--- Supplied records ---

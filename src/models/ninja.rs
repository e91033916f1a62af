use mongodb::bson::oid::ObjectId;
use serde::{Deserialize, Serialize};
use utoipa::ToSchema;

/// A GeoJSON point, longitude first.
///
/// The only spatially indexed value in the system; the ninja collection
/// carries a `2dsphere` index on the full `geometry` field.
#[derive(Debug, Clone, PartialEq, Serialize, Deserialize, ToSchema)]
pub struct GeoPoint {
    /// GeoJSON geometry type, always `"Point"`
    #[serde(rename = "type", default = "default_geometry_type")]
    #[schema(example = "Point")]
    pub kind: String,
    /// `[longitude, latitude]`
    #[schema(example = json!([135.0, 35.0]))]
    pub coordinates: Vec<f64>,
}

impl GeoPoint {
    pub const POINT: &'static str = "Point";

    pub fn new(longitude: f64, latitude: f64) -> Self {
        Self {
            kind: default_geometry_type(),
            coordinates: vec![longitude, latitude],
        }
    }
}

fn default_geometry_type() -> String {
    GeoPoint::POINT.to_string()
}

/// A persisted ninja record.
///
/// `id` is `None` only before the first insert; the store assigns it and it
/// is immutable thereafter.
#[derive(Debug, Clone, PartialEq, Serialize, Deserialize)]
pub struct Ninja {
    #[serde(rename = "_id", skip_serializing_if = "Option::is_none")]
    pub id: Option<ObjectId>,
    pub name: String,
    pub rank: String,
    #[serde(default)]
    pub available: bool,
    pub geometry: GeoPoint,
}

---
--- Supplied records ---

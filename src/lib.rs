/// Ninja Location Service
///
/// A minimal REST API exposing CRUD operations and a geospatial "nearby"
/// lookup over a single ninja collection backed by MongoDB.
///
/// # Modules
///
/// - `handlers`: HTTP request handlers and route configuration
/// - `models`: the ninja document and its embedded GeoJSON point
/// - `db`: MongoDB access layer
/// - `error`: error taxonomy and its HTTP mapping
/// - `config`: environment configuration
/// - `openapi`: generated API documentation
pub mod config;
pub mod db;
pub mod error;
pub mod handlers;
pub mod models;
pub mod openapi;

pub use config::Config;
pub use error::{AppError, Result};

---

### Task details
Where the listing above has a line with "persisted ninja record.", start there, and output every line exactly through the line with "pub struct Ninja", which is also included.

### Task answer
/// A persisted ninja record.
///
/// `id` is `None` only before the first insert; the store assigns it and it
/// is immutable thereafter.
#[derive(Debug, Clone, PartialEq, Serialize, Deserialize)]
pub struct Ninja {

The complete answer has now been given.